- _WHAT THE EXERCISE ASKS_:
Which lines of the data include the string "level"? List them all.

━━━━━ PROVIDED INFORMATION ━━━━━

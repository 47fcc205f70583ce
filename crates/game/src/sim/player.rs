use std::f32::consts::PI;

use engine::Vec2;
use tracing::debug;

use super::actor::{Actor, TickContext};
use super::animation::{AnimationClock, AnimationKey, Facing, Pose};
use super::body::KinematicBody;
use super::combat::{AttackHitbox, AttackKind, DamageOutcome};
use super::events::SimEvent;
use super::geometry::Rect;
use super::input::{InputEdges, TickInput};
use super::tiles::TileCollisionIndex;
use super::tuning::{CombatTuning, PlayerTuning};

const KNOCKBACK_REST: f32 = 0.1;

#[derive(Debug, Clone, Copy, PartialEq, Eq)]
pub enum MovementState {
    Grounded,
    Airborne,
    WallClimbing,
    Dashing,
}

#[derive(Debug, Clone)]
pub struct PlayerController {
    pub body: KinematicBody,
    pub hp: u32,
    pub max_hp: u32,
    pub facing: Facing,
    pub invulnerability: u32,
    pub dash_remaining: u32,
    pub dash_cooldown: u32,
    pub jump_lockout: u32,
    /// Ticks after a climb-jump during which the wall cannot be grabbed again.
    pub wall_regrab_lockout: u32,
    pub is_dashing: bool,
    pub is_climbing: bool,
    pub attack: Option<AttackHitbox>,
    pub air_jump_available: bool,
    pub knockback_vx: f32,
    pub exp: u32,
    pub exp_needed: u32,
    pub level: u32,
    pub score: u32,
    state: MovementState,
    anim: AnimationClock,
    previous_input: TickInput,
    sprite_size: Vec2,
}

impl PlayerController {
    pub fn new(hitbox: Rect, tuning: &PlayerTuning) -> Self {
        Self {
            body: KinematicBody::new(hitbox),
            hp: tuning.max_hp,
            max_hp: tuning.max_hp,
            facing: Facing::Right,
            invulnerability: 0,
            dash_remaining: 0,
            dash_cooldown: 0,
            jump_lockout: 0,
            wall_regrab_lockout: 0,
            is_dashing: false,
            is_climbing: false,
            attack: None,
            air_jump_available: true,
            knockback_vx: 0.0,
            exp: 0,
            exp_needed: tuning.exp_needed,
            level: 1,
            score: 0,
            state: MovementState::Airborne,
            anim: AnimationClock::new(AnimationKey::PlayerIdle),
            previous_input: TickInput::default(),
            sprite_size: Vec2 {
                x: tuning.sprite_width,
                y: tuning.sprite_height,
            },
        }
    }

    pub fn state(&self) -> MovementState {
        self.state
    }

    pub fn is_attacking(&self) -> bool {
        self.attack.is_some()
    }

    pub fn is_alive(&self) -> bool {
        self.hp > 0
    }

    pub fn sprite_rect(&self) -> Rect {
        let mut rect = Rect::new(0.0, 0.0, self.sprite_size.x, self.sprite_size.y);
        rect.set_bottom(self.body.hitbox.bottom());
        rect.x = self.body.hitbox.center().x - rect.width * 0.5;
        rect
    }

    /// Applies a hit unless the player is still invulnerable from the last
    /// one. `knockback_vx` replaces any knockback already in progress.
    pub fn take_hit(&mut self, damage: u32, knockback_vx: f32, tuning: &PlayerTuning) -> DamageOutcome {
        if self.hp == 0 || self.invulnerability > 0 {
            return DamageOutcome::Ignored;
        }
        self.hp = self.hp.saturating_sub(damage);
        self.invulnerability = tuning.invulnerability_ticks;
        self.knockback_vx = knockback_vx;
        if self.hp == 0 {
            DamageOutcome::Killed
        } else {
            DamageOutcome::Hit
        }
    }

    /// Adds experience, levelling up as many times as it covers. Each level
    /// restores full health.
    pub fn grant_exp(&mut self, amount: u32, tuning: &PlayerTuning, events: &mut Vec<SimEvent>) {
        self.exp = self.exp.saturating_add(amount);
        while self.exp >= self.exp_needed {
            self.exp -= self.exp_needed;
            self.level += 1;
            self.exp_needed = ((self.exp_needed as f32) * tuning.exp_growth).round().max(1.0) as u32;
            self.hp = self.max_hp;
            debug!(level = self.level, exp_needed = self.exp_needed, "player_level_up");
            events.push(SimEvent::LevelUp { level: self.level });
        }
    }

    /// Removes a projectile that connected. Melee swings stay out for their
    /// full duration.
    pub fn attack_landed(&mut self) {
        if matches!(self.attack, Some(AttackHitbox { kind: AttackKind::Ranged, .. })) {
            self.attack = None;
        }
    }

    pub fn attack_pose(&self, combat: &CombatTuning) -> Option<Pose> {
        let attack = self.attack.as_ref()?;
        let (animation, lifetime) = match attack.kind {
            AttackKind::Melee => (AnimationKey::MeleeSlash, combat.melee_ticks),
            AttackKind::Ranged => (AnimationKey::RangedPlant, combat.ranged_max_ticks),
        };
        let frames = animation.sprite_frames();
        let frame = (attack.elapsed_ticks * frames / lifetime.max(1)).min(frames - 1);
        Some(Pose {
            animation,
            frame,
            sprite_rect: attack.rect,
            facing: attack.facing(),
            visible: true,
            flash: false,
        })
    }

    fn tick_timers(&mut self) {
        self.invulnerability = self.invulnerability.saturating_sub(1);
        self.dash_cooldown = self.dash_cooldown.saturating_sub(1);
        self.jump_lockout = self.jump_lockout.saturating_sub(1);
        self.wall_regrab_lockout = self.wall_regrab_lockout.saturating_sub(1);
    }

    fn update_attack(&mut self, ctx: &TickContext<'_>, edges: InputEdges, events: &mut Vec<SimEvent>) {
        let combat = &ctx.tuning.combat;
        if let Some(attack) = self.attack.as_mut() {
            attack.elapsed_ticks += 1;
            let expired = match attack.kind {
                AttackKind::Melee => attack.elapsed_ticks >= combat.melee_ticks,
                AttackKind::Ranged => {
                    attack.rect = attack.rect.translated(attack.velocity.x, attack.velocity.y);
                    attack.travelled += combat.ranged_speed.abs();
                    attack.elapsed_ticks >= combat.ranged_max_ticks
                        || attack.travelled >= combat.ranged_max_travel
                }
            };
            if expired {
                self.attack = None;
            }
        }
        if self.attack.is_some() {
            return;
        }

        let attack = if edges.melee {
            Some(self.start_melee(combat))
        } else if edges.ranged {
            Some(self.start_ranged(combat, ctx.input.aim))
        } else {
            None
        };
        if let Some(attack) = attack {
            debug!(kind = ?attack.kind, "player_attack_started");
            events.push(SimEvent::AttackStarted { kind: attack.kind });
            self.attack = Some(attack);
        }
    }

    fn start_melee(&self, combat: &CombatTuning) -> AttackHitbox {
        let rect = melee_rect(&self.body.hitbox, self.facing, combat);
        AttackHitbox {
            kind: AttackKind::Melee,
            rect,
            velocity: Vec2::default(),
            direction_angle: facing_angle(self.facing),
            travelled: 0.0,
            elapsed_ticks: 0,
            precision: combat.melee_precision,
            damage: combat.melee_damage,
        }
    }

    fn start_ranged(&self, combat: &CombatTuning, aim: Option<Vec2>) -> AttackHitbox {
        let origin = self.body.hitbox.center();
        let direction_angle = aim
            .map(|target| Vec2 {
                x: target.x - origin.x,
                y: target.y - origin.y,
            })
            .filter(|delta| delta.x.hypot(delta.y) > f32::EPSILON)
            .map(|delta| delta.y.atan2(delta.x))
            .unwrap_or_else(|| facing_angle(self.facing));
        let speed = combat.ranged_speed.abs();
        AttackHitbox {
            kind: AttackKind::Ranged,
            rect: Rect::from_center(origin, combat.ranged_width, combat.ranged_height),
            velocity: Vec2 {
                x: direction_angle.cos() * speed,
                y: direction_angle.sin() * speed,
            },
            direction_angle,
            travelled: 0.0,
            elapsed_ticks: 0,
            precision: combat.ranged_precision,
            damage: combat.ranged_damage,
        }
    }

    fn start_dash(&mut self, tuning: &PlayerTuning, events: &mut Vec<SimEvent>) {
        self.is_dashing = true;
        self.is_climbing = false;
        self.dash_remaining = tuning.dash_duration_ticks.max(1);
        self.dash_cooldown = tuning.dash_cooldown_ticks;
        debug!(facing = ?self.facing, "player_dash_started");
        events.push(SimEvent::DashStarted);
    }

    fn steer(&mut self, ctx: &TickContext<'_>, edges: InputEdges, events: &mut Vec<SimEvent>) {
        let tuning = &ctx.tuning.player;
        let physics = &ctx.tuning.physics;
        let axis = ctx.input.horizontal();
        if let Some(facing) = Facing::from_sign(axis) {
            self.facing = facing;
        }
        self.body.vx = axis * tuning.move_speed * tuning.speed_multiplier;
        if self.body.on_ground {
            self.air_jump_available = true;
        }

        if self.is_climbing {
            if edges.jump {
                self.is_climbing = false;
                self.body.vy = tuning.small_jump_impulse;
                self.jump_lockout = tuning.jump_lockout_ticks;
                self.wall_regrab_lockout = tuning.jump_lockout_ticks;
                events.push(SimEvent::ClimbJumped);
            } else {
                self.body.vy = ctx.input.vertical() * tuning.climb_speed;
            }
            return;
        }

        self.body.apply_gravity(physics.gravity, physics.max_fall_speed);
        if ctx.input.jump && self.body.on_ground && self.jump_lockout == 0 {
            let boosted = standing_on_boost(&self.body.hitbox, ctx.tiles);
            self.body.vy = if boosted {
                tuning.big_jump_impulse
            } else {
                tuning.small_jump_impulse
            };
            self.body.on_ground = false;
            self.jump_lockout = tuning.jump_lockout_ticks;
            events.push(SimEvent::Jumped { boosted });
        } else if tuning.allow_double_jump
            && edges.jump
            && !self.body.on_ground
            && self.air_jump_available
        {
            self.body.vy = tuning.small_jump_impulse;
            self.air_jump_available = false;
            events.push(SimEvent::AirJumped);
        }
    }

    fn apply_knockback(&mut self, decay: f32) {
        if self.knockback_vx == 0.0 {
            return;
        }
        self.body.vx += self.knockback_vx;
        self.knockback_vx *= decay;
        if self.knockback_vx.abs() < KNOCKBACK_REST {
            self.knockback_vx = 0.0;
        }
    }

    fn derive_state(&mut self) {
        if self.is_dashing && self.dash_remaining == 0 {
            self.is_dashing = false;
        }
        if !self.is_dashing {
            let can_grab = self.body.on_wall && !self.body.on_ground;
            if !can_grab {
                self.is_climbing = false;
            } else if self.wall_regrab_lockout == 0 {
                self.is_climbing = true;
            }
        }

        let next = if self.is_dashing {
            MovementState::Dashing
        } else if self.is_climbing {
            MovementState::WallClimbing
        } else if self.body.on_ground {
            MovementState::Grounded
        } else {
            MovementState::Airborne
        };
        if next != self.state {
            debug!(from = ?self.state, to = ?next, "player_state_changed");
            self.state = next;
        }
    }

    fn animation_key(&self) -> AnimationKey {
        match self.state {
            MovementState::Dashing => AnimationKey::PlayerDash,
            MovementState::WallClimbing => AnimationKey::PlayerClimb,
            MovementState::Airborne => AnimationKey::PlayerJump,
            MovementState::Grounded if self.body.vx != 0.0 => AnimationKey::PlayerRun,
            MovementState::Grounded => AnimationKey::PlayerIdle,
        }
    }

    fn reanchor_melee(&mut self, combat: &CombatTuning) {
        if let Some(attack) = self.attack.as_mut() {
            if attack.kind == AttackKind::Melee {
                attack.rect = melee_rect(&self.body.hitbox, attack.facing(), combat);
            }
        }
    }
}

impl Actor for PlayerController {
    fn advance(&mut self, ctx: &TickContext<'_>, events: &mut Vec<SimEvent>) {
        if !self.is_alive() {
            return;
        }
        let tuning = &ctx.tuning.player;
        let edges = InputEdges::between(&self.previous_input, ctx.input);
        self.previous_input = *ctx.input;

        self.tick_timers();
        self.update_attack(ctx, edges, events);

        if ctx.input.dash && self.dash_cooldown == 0 && !self.is_dashing {
            self.start_dash(tuning, events);
        }
        if self.is_dashing {
            self.body.vx = self.facing.sign() * tuning.dash_speed;
            self.body.vy = 0.0;
            self.dash_remaining = self.dash_remaining.saturating_sub(1);
        } else {
            self.steer(ctx, edges, events);
            self.apply_knockback(tuning.knockback_decay);
        }

        self.body
            .step_axis_separated(ctx.tiles, ctx.tuning.physics.wall_probe_margin);
        self.reanchor_melee(&ctx.tuning.combat);
        self.derive_state();
        self.anim
            .advance(self.animation_key(), tuning.ticks_per_anim_frame);
    }

    fn hurtbox(&self) -> Rect {
        self.body.hitbox
    }

    fn pose(&self) -> Option<Pose> {
        Some(Pose {
            animation: self.anim.key(),
            frame: self.anim.frame(),
            sprite_rect: self.sprite_rect(),
            facing: self.facing,
            visible: self.invulnerability == 0 || self.invulnerability % 10 < 5,
            flash: false,
        })
    }
}

fn facing_angle(facing: Facing) -> f32 {
    match facing {
        Facing::Left => PI,
        Facing::Right => 0.0,
    }
}

/// Attack box whose near edge touches the middle of the hitbox's facing side.
fn melee_rect(hitbox: &Rect, facing: Facing, combat: &CombatTuning) -> Rect {
    let mut rect = Rect::new(0.0, 0.0, combat.melee_width, combat.melee_height);
    rect.set_center(hitbox.center());
    match facing {
        Facing::Right => rect.set_left(hitbox.right()),
        Facing::Left => rect.set_right(hitbox.left()),
    }
    rect
}

/// Boosted-jump regions count when they overlap the hitbox or the pixel row
/// directly under the feet.
fn standing_on_boost(hitbox: &Rect, tiles: &TileCollisionIndex) -> bool {
    let feet = Rect::new(hitbox.x, hitbox.y, hitbox.width, hitbox.height + 1.0);
    tiles.boosted_overlapping(&feet)
}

━━━━━

- _ANSWER SPACE_:
    pub level: u32,
            level: 1,
    /// Adds experience, levelling up as many times as it covers. Each level
            self.level += 1;
            debug!(level = self.level, exp_needed = self.exp_needed, "player_level_up");
            events.push(SimEvent::LevelUp { level: self.level });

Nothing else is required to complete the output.